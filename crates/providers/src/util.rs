//! Shared utility functions for provider adapters.

use sa_domain::config::AuthConfig;
use sa_domain::error::{Error, Result};

/// Convert a [`reqwest::Error`] into the domain [`Error`] type.
///
/// Timeout errors map to [`Error::Timeout`]; everything else maps to
/// [`Error::Http`].
pub(crate) fn from_reqwest(e: reqwest::Error) -> Error {
    if e.is_timeout() {
        Error::Timeout(e.to_string())
    } else {
        Error::Http(e.to_string())
    }
}

/// Resolve the API key from an [`AuthConfig`].
///
/// Precedence: `key` (plaintext, warns) then `env` (reads the named
/// environment variable once, at construction time — there is no key
/// rotation, matching the one-key-per-model-entry semantics of the
/// original configuration format).
pub fn resolve_api_key(auth: &AuthConfig) -> Result<String> {
    if let Some(ref key) = auth.key {
        tracing::warn!("API key loaded from plaintext config field 'key' — prefer 'env'");
        return Ok(key.clone());
    }

    if let Some(ref env_var) = auth.env {
        return std::env::var(env_var).map_err(|_| {
            Error::Auth(format!(
                "environment variable '{}' not set or not valid UTF-8",
                env_var
            ))
        });
    }

    Err(Error::Auth(
        "no API key configured: set 'key' or 'env' in AuthConfig".into(),
    ))
}

#[cfg(test)]
mod tests {
    use super::*;

    #[test]
    fn resolve_api_key_plaintext() {
        let auth = AuthConfig {
            key: Some("sk-test-123".into()),
            ..Default::default()
        };
        let result = resolve_api_key(&auth).unwrap();
        assert_eq!(result, "sk-test-123");
    }

    #[test]
    fn resolve_api_key_env_var() {
        let var_name = "SA_TEST_RESOLVE_ENV_KEY_1234";
        std::env::set_var(var_name, "env-secret-value");
        let auth = AuthConfig {
            env: Some(var_name.into()),
            ..Default::default()
        };
        let result = resolve_api_key(&auth).unwrap();
        assert_eq!(result, "env-secret-value");
        std::env::remove_var(var_name);
    }

    #[test]
    fn resolve_api_key_env_var_missing() {
        let auth = AuthConfig {
            env: Some("SA_TEST_NONEXISTENT_VAR_8888".into()),
            ..Default::default()
        };
        let err = resolve_api_key(&auth).unwrap_err();
        assert!(err.to_string().contains("SA_TEST_NONEXISTENT_VAR_8888"));
    }

    #[test]
    fn resolve_api_key_no_config() {
        let auth = AuthConfig::default();
        let err = resolve_api_key(&auth).unwrap_err();
        assert!(err.to_string().contains("no API key configured"));
    }

    #[test]
    fn resolve_api_key_plaintext_takes_precedence_over_env() {
        let auth = AuthConfig {
            key: Some("plaintext-wins".into()),
            env: Some("SA_TEST_SHOULD_NOT_BE_READ".into()),
            ..Default::default()
        };
        let result = resolve_api_key(&auth).unwrap();
        assert_eq!(result, "plaintext-wins");
    }
}
//! Invocation rows. One event produces zero or one invocation; this module
//! is the write side C8 (the agent invocation engine) uses to record a run
//! from start to terminal status.

use crate::ids::{new_id, now};
use crate::store::Store;
use sa_domain::error::Result;
use serde::{Deserialize, Serialize};

#[derive(Debug, Clone, Serialize, Deserialize)]
pub struct Invocation {
    pub id: String,
    pub event_id: Option<String>,
    pub agent_type: String,
    pub model: String,
    pub project_id: Option<String>,
    pub context: Option<String>,
    pub response: Option<String>,
    pub tool_calls: Option<String>,
    pub status: String,
    pub started_at: String,
    pub finished_at: Option<String>,
}

pub struct Invocations<'a> {
    store: &'a Store,
}

impl<'a> Invocations<'a> {
    pub fn new(store: &'a Store) -> Self {
        Self { store }
    }

    /// Open a new invocation row in `running` status. Returns the new id.
    pub fn start(
        &self,
        event_id: Option<&str>,
        agent_type: &str,
        model: &str,
        project_id: Option<&str>,
        context: Option<&str>,
    ) -> Result<String> {
        let id = new_id();
        let ts = now();
        self.store.with_tx(|tx| {
            tx.execute(
                "INSERT INTO invocations
                    (id, event_id, agent_type, model, project_id, context, status, started_at)
                 VALUES (?1, ?2, ?3, ?4, ?5, ?6, 'running', ?7)",
                rusqlite::params![id, event_id, agent_type, model, project_id, context, ts],
            )
            .map(|_| ())
        })?;
        Ok(id)
    }

    /// Transition to a terminal status (`done` or `failed`), recording the
    /// final response text and a summary of the tool calls made.
    pub fn finish(
        &self,
        invocation_id: &str,
        status: &str,
        response: Option<&str>,
        tool_calls_summary: Option<&str>,
    ) -> Result<()> {
        let ts = now();
        self.store.with_tx(|tx| {
            tx.execute(
                "UPDATE invocations
                 SET status = ?2, response = ?3, tool_calls = ?4, finished_at = ?5
                 WHERE id = ?1",
                rusqlite::params![invocation_id, status, response, tool_calls_summary, ts],
            )
            .map(|_| ())
        })
    }

    pub fn get(&self, invocation_id: &str) -> Result<Option<Invocation>> {
        self.store.with_tx(|tx| {
            tx.query_row(
                "SELECT id, event_id, agent_type, model, project_id, context, response,
                        tool_calls, status, started_at, finished_at
                 FROM invocations WHERE id = ?1",
                [invocation_id],
                Self::row_to_invocation,
            )
            .map(Some)
            .or_else(|e| match e {
                rusqlite::Error::QueryReturnedNoRows => Ok(None),
                other => Err(other),
            })
        })
    }

    fn row_to_invocation(row: &rusqlite::Row) -> rusqlite::Result<Invocation> {
        Ok(Invocation {
            id: row.get(0)?,
            event_id: row.get(1)?,
            agent_type: row.get(2)?,
            model: row.get(3)?,
            project_id: row.get(4)?,
            context: row.get(5)?,
            response: row.get(6)?,
            tool_calls: row.get(7)?,
            status: row.get(8)?,
            started_at: row.get(9)?,
            finished_at: row.get(10)?,
        })
    }
}

#[cfg(test)]
mod tests {
    use super::*;

    #[test]
    fn start_then_finish_transitions_to_terminal_status() {
        let store = Store::open_in_memory().unwrap();
        let inv = Invocations::new(&store);
        let id = inv
            .start(Some("evt_1"), "default", "gpt-4o", Some("p1"), None)
            .unwrap();

        let running = inv.get(&id).unwrap().unwrap();
        assert_eq!(running.status, "running");
        assert!(running.finished_at.is_none());

        inv.finish(&id, "done", Some("pong"), Some("[]")).unwrap();
        let done = inv.get(&id).unwrap().unwrap();
        assert_eq!(done.status, "done");
        assert_eq!(done.response.as_deref(), Some("pong"));
        assert!(done.finished_at.is_some());
    }

    #[test]
    fn get_missing_invocation_returns_none() {
        let store = Store::open_in_memory().unwrap();
        let inv = Invocations::new(&store);
        assert!(inv.get("nope").unwrap().is_none());
    }
}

**Work required:** Please return the whole listing, line for line, exactly.

**Answer for the task:**
filename crates/providers/src/util.rs
//! Shared utility functions for provider adapters.

use sa_domain::config::AuthConfig;
use sa_domain::error::{Error, Result};

/// Convert a [`reqwest::Error`] into the domain [`Error`] type.
///
/// Timeout errors map to [`Error::Timeout`]; everything else maps to
/// [`Error::Http`].
pub(crate) fn from_reqwest(e: reqwest::Error) -> Error {
    if e.is_timeout() {
        Error::Timeout(e.to_string())
    } else {
        Error::Http(e.to_string())
    }
}

/// Resolve the API key from an [`AuthConfig`].
///
/// Precedence: `key` (plaintext, warns) then `env` (reads the named
/// environment variable once, at construction time — there is no key
/// rotation, matching the one-key-per-model-entry semantics of the
/// original configuration format).
pub fn resolve_api_key(auth: &AuthConfig) -> Result<String> {
    if let Some(ref key) = auth.key {
        tracing::warn!("API key loaded from plaintext config field 'key' — prefer 'env'");
        return Ok(key.clone());
    }

    if let Some(ref env_var) = auth.env {
        return std::env::var(env_var).map_err(|_| {
            Error::Auth(format!(
                "environment variable '{}' not set or not valid UTF-8",
                env_var
            ))
        });
    }

    Err(Error::Auth(
        "no API key configured: set 'key' or 'env' in AuthConfig".into(),
    ))
}

#[cfg(test)]
mod tests {
    use super::*;

    #[test]
    fn resolve_api_key_plaintext() {
        let auth = AuthConfig {
            key: Some("sk-test-123".into()),
            ..Default::default()
        };
        let result = resolve_api_key(&auth).unwrap();
        assert_eq!(result, "sk-test-123");
    }

    #[test]
    fn resolve_api_key_env_var() {
        let var_name = "SA_TEST_RESOLVE_ENV_KEY_1234";
        std::env::set_var(var_name, "env-secret-value");
        let auth = AuthConfig {
            env: Some(var_name.into()),
            ..Default::default()
        };
        let result = resolve_api_key(&auth).unwrap();
        assert_eq!(result, "env-secret-value");
        std::env::remove_var(var_name);
    }

    #[test]
    fn resolve_api_key_env_var_missing() {
        let auth = AuthConfig {
            env: Some("SA_TEST_NONEXISTENT_VAR_8888".into()),
            ..Default::default()
        };
        let err = resolve_api_key(&auth).unwrap_err();
        assert!(err.to_string().contains("SA_TEST_NONEXISTENT_VAR_8888"));
    }

    #[test]
    fn resolve_api_key_no_config() {
        let auth = AuthConfig::default();
        let err = resolve_api_key(&auth).unwrap_err();
        assert!(err.to_string().contains("no API key configured"));
    }

    #[test]
    fn resolve_api_key_plaintext_takes_precedence_over_env() {
        let auth = AuthConfig {
            key: Some("plaintext-wins".into()),
            env: Some("SA_TEST_SHOULD_NOT_BE_READ".into()),
            ..Default::default()
        };
        let result = resolve_api_key(&auth).unwrap();
        assert_eq!(result, "plaintext-wins");
    }
}
//! Invocation rows. One event produces zero or one invocation; this module
//! is the write side C8 (the agent invocation engine) uses to record a run
//! from start to terminal status.

use crate::ids::{new_id, now};
use crate::store::Store;
use sa_domain::error::Result;
use serde::{Deserialize, Serialize};

#[derive(Debug, Clone, Serialize, Deserialize)]
pub struct Invocation {
    pub id: String,
    pub event_id: Option<String>,
    pub agent_type: String,
    pub model: String,
    pub project_id: Option<String>,
    pub context: Option<String>,
    pub response: Option<String>,
    pub tool_calls: Option<String>,
    pub status: String,
    pub started_at: String,
    pub finished_at: Option<String>,
}

pub struct Invocations<'a> {
    store: &'a Store,
}

impl<'a> Invocations<'a> {
    pub fn new(store: &'a Store) -> Self {
        Self { store }
    }

    /// Open a new invocation row in `running` status. Returns the new id.
    pub fn start(
        &self,
        event_id: Option<&str>,
        agent_type: &str,
        model: &str,
        project_id: Option<&str>,
        context: Option<&str>,
    ) -> Result<String> {
        let id = new_id();
        let ts = now();
        self.store.with_tx(|tx| {
            tx.execute(
                "INSERT INTO invocations
                    (id, event_id, agent_type, model, project_id, context, status, started_at)
                 VALUES (?1, ?2, ?3, ?4, ?5, ?6, 'running', ?7)",
                rusqlite::params![id, event_id, agent_type, model, project_id, context, ts],
            )
            .map(|_| ())
        })?;
        Ok(id)
    }

    /// Transition to a terminal status (`done` or `failed`), recording the
    /// final response text and a summary of the tool calls made.
    pub fn finish(
        &self,
        invocation_id: &str,
        status: &str,
        response: Option<&str>,
        tool_calls_summary: Option<&str>,
    ) -> Result<()> {
        let ts = now();
        self.store.with_tx(|tx| {
            tx.execute(
                "UPDATE invocations
                 SET status = ?2, response = ?3, tool_calls = ?4, finished_at = ?5
                 WHERE id = ?1",
                rusqlite::params![invocation_id, status, response, tool_calls_summary, ts],
            )
            .map(|_| ())
        })
    }

    pub fn get(&self, invocation_id: &str) -> Result<Option<Invocation>> {
        self.store.with_tx(|tx| {
            tx.query_row(
                "SELECT id, event_id, agent_type, model, project_id, context, response,
                        tool_calls, status, started_at, finished_at
                 FROM invocations WHERE id = ?1",
                [invocation_id],
                Self::row_to_invocation,
            )
            .map(Some)
            .or_else(|e| match e {
                rusqlite::Error::QueryReturnedNoRows => Ok(None),
                other => Err(other),
            })
        })
    }

    fn row_to_invocation(row: &rusqlite::Row) -> rusqlite::Result<Invocation> {
        Ok(Invocation {
            id: row.get(0)?,
            event_id: row.get(1)?,
            agent_type: row.get(2)?,
            model: row.get(3)?,
            project_id: row.get(4)?,
            context: row.get(5)?,
            response: row.get(6)?,
            tool_calls: row.get(7)?,
            status: row.get(8)?,
            started_at: row.get(9)?,
            finished_at: row.get(10)?,
        })
    }
}

#[cfg(test)]
mod tests {
    use super::*;

    #[test]
    fn start_then_finish_transitions_to_terminal_status() {
        let store = Store::open_in_memory().unwrap();
        let inv = Invocations::new(&store);
        let id = inv
            .start(Some("evt_1"), "default", "gpt-4o", Some("p1"), None)
            .unwrap();

        let running = inv.get(&id).unwrap().unwrap();
        assert_eq!(running.status, "running");
        assert!(running.finished_at.is_none());

        inv.finish(&id, "done", Some("pong"), Some("[]")).unwrap();
        let done = inv.get(&id).unwrap().unwrap();
        assert_eq!(done.status, "done");
        assert_eq!(done.response.as_deref(), Some("pong"));
        assert!(done.finished_at.is_some());
    }

    #[test]
    fn get_missing_invocation_returns_none() {
        let store = Store::open_in_memory().unwrap();
        let inv = Invocations::new(&store);
        assert!(inv.get("nope").unwrap().is_none());
    }
}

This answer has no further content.